The name Abruquah constitutes a household name of a highly religious Christian family hailing from the coastal town of Saltpond in the Central Region of Ghana in West Africa. Although Saltponders are Fantis, who are a part of the bigger Akan tribe, the name ABRUQUAH is purported to have its origins from the Akyems who are thought to have migrated from the Eastern "Akyem" Region of Ghana to their present location at the coast, where they integrated well into the Fantis; hence, the other name of Saltpond, Akyemfo, meaning "peapole from Akyem". The name can therefore be found in the Eastern Region of Ghana but spelt differently as ABROKWAH, although these two may share the same ancestry.

==Joseph Wilfred Abruquah==
One of the renowned sons of the ABRUQUAH genealogy was Joseph Wilfred Abruquah. J. W. Abruquah is probably the most well-known headmaster of Mfantsipim School, the first and oldest second cycle institution in Ghana, then called Gold Coast. He was the headmaster from 1963 to 1970, when The School, as he often referred to Mfantsipim School, rediscovered its pride as the first and best secondary school in Ghana.

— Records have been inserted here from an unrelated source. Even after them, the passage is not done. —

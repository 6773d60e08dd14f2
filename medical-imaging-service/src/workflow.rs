use graph_flow::{Context, Graph, GraphBuilder, GraphError};
use std::sync::Arc;
use tracing::{info, warn};

use crate::fallback::fallback_output;
use crate::inference::InferenceBackend;
use crate::models::{ClinicalHistory, InferenceOutput};
use crate::tasks::{
    ExplanationTask, FindingsTask, RecommendationsTask, context_keys,
    explanation::EXPLANATION_TASK_ID, findings::FINDINGS_TASK_ID,
    recommendations::RECOMMENDATIONS_TASK_ID,
};

/// findings -> explanation -> recommendations
pub fn build_inference_workflow(backend: Arc<dyn InferenceBackend>) -> Graph {
    GraphBuilder::new("medical_image_inference")
        .add_task(Arc::new(FindingsTask::new(backend.clone())))
        .add_task(Arc::new(ExplanationTask::new(backend.clone())))
        .add_task(Arc::new(RecommendationsTask::new(backend)))
        .add_edge(FINDINGS_TASK_ID, EXPLANATION_TASK_ID)
        .add_edge(EXPLANATION_TASK_ID, RECOMMENDATIONS_TASK_ID)
        .build()
}

/// Live inference did not produce a complete report.
#[derive(Debug, Clone, PartialEq)]
pub struct NeedsFallback {
    /// Task that failed, or `"workflow"` when the failure was outside a task
    pub stage: String,
    pub reason: String,
}

impl From<GraphError> for NeedsFallback {
    fn from(error: GraphError) -> Self {
        Self {
            stage: error.failed_task().unwrap_or("workflow").to_string(),
            reason: error.root_message(),
        }
    }
}

#[derive(Debug, Clone, Copy, PartialEq, Eq)]
pub enum AnalysisMode {
    Live,
    Fallback,
}

impl AnalysisMode {
    pub fn as_str(&self) -> &'static str {
        match self {
            AnalysisMode::Live => "live",
            AnalysisMode::Fallback => "fallback",
        }
    }
}

/// The report a request will answer with, plus how it was obtained.
#[derive(Debug, Clone)]
pub struct ResolvedReport {
    pub output: InferenceOutput,
    pub mode: AnalysisMode,
}

/// Run the three stages. Any failing stage aborts the run and no partial
/// output is returned.
pub async fn run_inference(
    graph: &Graph,
    image_base64: &str,
    history: Option<&ClinicalHistory>,
) -> Result<InferenceOutput, NeedsFallback> {
    let context = Context::new();
    context.set(context_keys::IMAGE_BASE64, image_base64).await?;
    if let Some(history) = history {
        context.set(context_keys::CLINICAL_HISTORY, history).await?;
    }

    let result = graph.execute(context.clone()).await?;
    info!(
        stages = ?result.visited,
        status = ?result.status_message,
        "Inference workflow completed"
    );

    Ok(InferenceOutput {
        analysis: context.require(context_keys::ANALYSIS).await?,
        explanation: context.require(context_keys::EXPLANATION).await?,
        recommendations: context.require(context_keys::RECOMMENDATIONS).await?,
    })
}

/// Decide what to answer with: the live output, or the canned report.
pub fn resolve_report(outcome: Result<InferenceOutput, NeedsFallback>) -> ResolvedReport {
    match outcome {
        Ok(output) => ResolvedReport {
            output,
            mode: AnalysisMode::Live,
        },
        Err(needs_fallback) => {
            warn!(
                stage = %needs_fallback.stage,
                reason = %needs_fallback.reason,
                "Using fallback report due to inference failure"
            );
            ResolvedReport {
                output: fallback_output(),
                mode: AnalysisMode::Fallback,
            }
        }
    }
}

#[cfg(test)]
mod tests {
    use super::*;
    use crate::inference::stub::{
        StubBackend, live_analysis, live_explanation, live_recommendations,
    };

    async fn run_with(backend: Arc<StubBackend>) -> Result<InferenceOutput, NeedsFallback> {
        let graph = build_inference_workflow(backend);
        run_inference(&graph, "aW1hZ2U=", None).await
    }

    #[tokio::test]
    async fn test_all_stages_succeed() {
        let backend = Arc::new(StubBackend::default());
        let output = run_with(backend.clone()).await.unwrap();

        assert_eq!(output.analysis, live_analysis());
        assert_eq!(output.explanation, live_explanation());
        assert_eq!(output.recommendations, live_recommendations());
        assert_eq!(
            backend.calls(),
            vec!["findings", "explanation", "recommendations"]
        );
    }

    #[tokio::test]
    async fn test_failure_at_each_stage_stops_the_sequence() {
        let cases = [
            ("findings", vec!["findings"]),
            ("explanation", vec!["findings", "explanation"]),
            (
                "recommendations",
                vec!["findings", "explanation", "recommendations"],
            ),
        ];

        for (stage, expected_calls) in cases {
            let backend = Arc::new(StubBackend::failing_at(stage));
            let needs_fallback = run_with(backend.clone()).await.unwrap_err();

            assert_eq!(needs_fallback.stage, stage);
            assert!(needs_fallback.reason.contains("503"), "{needs_fallback:?}");
            assert_eq!(backend.calls(), expected_calls);
        }
    }

    #[tokio::test]
    async fn test_resolve_report_picks_the_canned_report_on_failure() {
        let resolved = resolve_report(Err(NeedsFallback {
            stage: "explanation".into(),
            reason: "timeout".into(),
        }));
        assert_eq!(resolved.mode, AnalysisMode::Fallback);
        assert_eq!(resolved.output, fallback_output());

        let live = resolve_report(run_with(Arc::new(StubBackend::default())).await);
        assert_eq!(live.mode, AnalysisMode::Live);
        assert_eq!(live.output.analysis, live_analysis());
    }
}
use thiserror::Error;

pub const DEFAULT_PORT: u16 = 3000;
pub const DEFAULT_INFERENCE_MODEL: &str = "openai/gpt-4o";
pub const DEFAULT_CONTACT_RECIPIENT: &str = "contact@medai-assistant.com";
pub const DEFAULT_CONTACT_SENDER: &str = "noreply@medai-assistant.com";

#[derive(Debug, Error, PartialEq)]
pub enum ConfigError {
    #[error("PORT must be a number between 1 and 65535, got '{0}'")]
    InvalidPort(String),
}

/// Configuration for the service, read once at startup
#[derive(Debug, Clone)]
pub struct ServiceConfig {
    pub port: u16,
    /// Without a key every analysis is served from the fallback report
    pub openrouter_api_key: Option<String>,
    pub inference_model: String,
    /// PostgreSQL store when set, in-memory otherwise
    pub database_url: Option<String>,
    /// Demo mailer when unset
    pub sendgrid_api_key: Option<String>,
    pub contact_recipient: String,
    pub contact_sender: String,
}

impl ServiceConfig {
    pub fn from_env() -> Result<Self, ConfigError> {
        Self::from_lookup(|key| std::env::var(key).ok())
    }

    pub fn from_lookup(lookup: impl Fn(&str) -> Option<String>) -> Result<Self, ConfigError> {
        let non_empty = |key: &str| lookup(key).filter(|v| !v.trim().is_empty());

        let port = match non_empty("PORT") {
            Some(raw) => match raw.trim().parse::<u16>() {
                Ok(port) if port > 0 => port,
                _ => return Err(ConfigError::InvalidPort(raw)),
            },
            None => DEFAULT_PORT,
        };

        Ok(Self {
            port,
            openrouter_api_key: non_empty("OPENROUTER_API_KEY"),
            inference_model: non_empty("INFERENCE_MODEL")
                .unwrap_or_else(|| DEFAULT_INFERENCE_MODEL.to_string()),
            database_url: non_empty("DATABASE_URL"),
            sendgrid_api_key: non_empty("SENDGRID_API_KEY"),
            contact_recipient: non_empty("CONTACT_RECIPIENT")
                .unwrap_or_else(|| DEFAULT_CONTACT_RECIPIENT.to_string()),
            contact_sender: non_empty("CONTACT_SENDER")
                .unwrap_or_else(|| DEFAULT_CONTACT_SENDER.to_string()),
        })
    }
}

impl Default for ServiceConfig {
    fn default() -> Self {
        Self {
            port: DEFAULT_PORT,
            openrouter_api_key: None,
            inference_model: DEFAULT_INFERENCE_MODEL.to_string(),
            database_url: None,
            sendgrid_api_key: None,
            contact_recipient: DEFAULT_CONTACT_RECIPIENT.to_string(),
            contact_sender: DEFAULT_CONTACT_SENDER.to_string(),
        }
    }
}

As an old student of Mfantsipim, he authored "The Catechist" in 1965 and "The Torrent" in 1968 , and was well known for always correcting his peers that the name is "Mfantsipim School" and not "Mfantsipim Secondary School". He was a father to all his students and most of the current leaders of Ghana who passed through his hands, notably Mohamed Ibn Chambas, still remember him for his motivational speeches.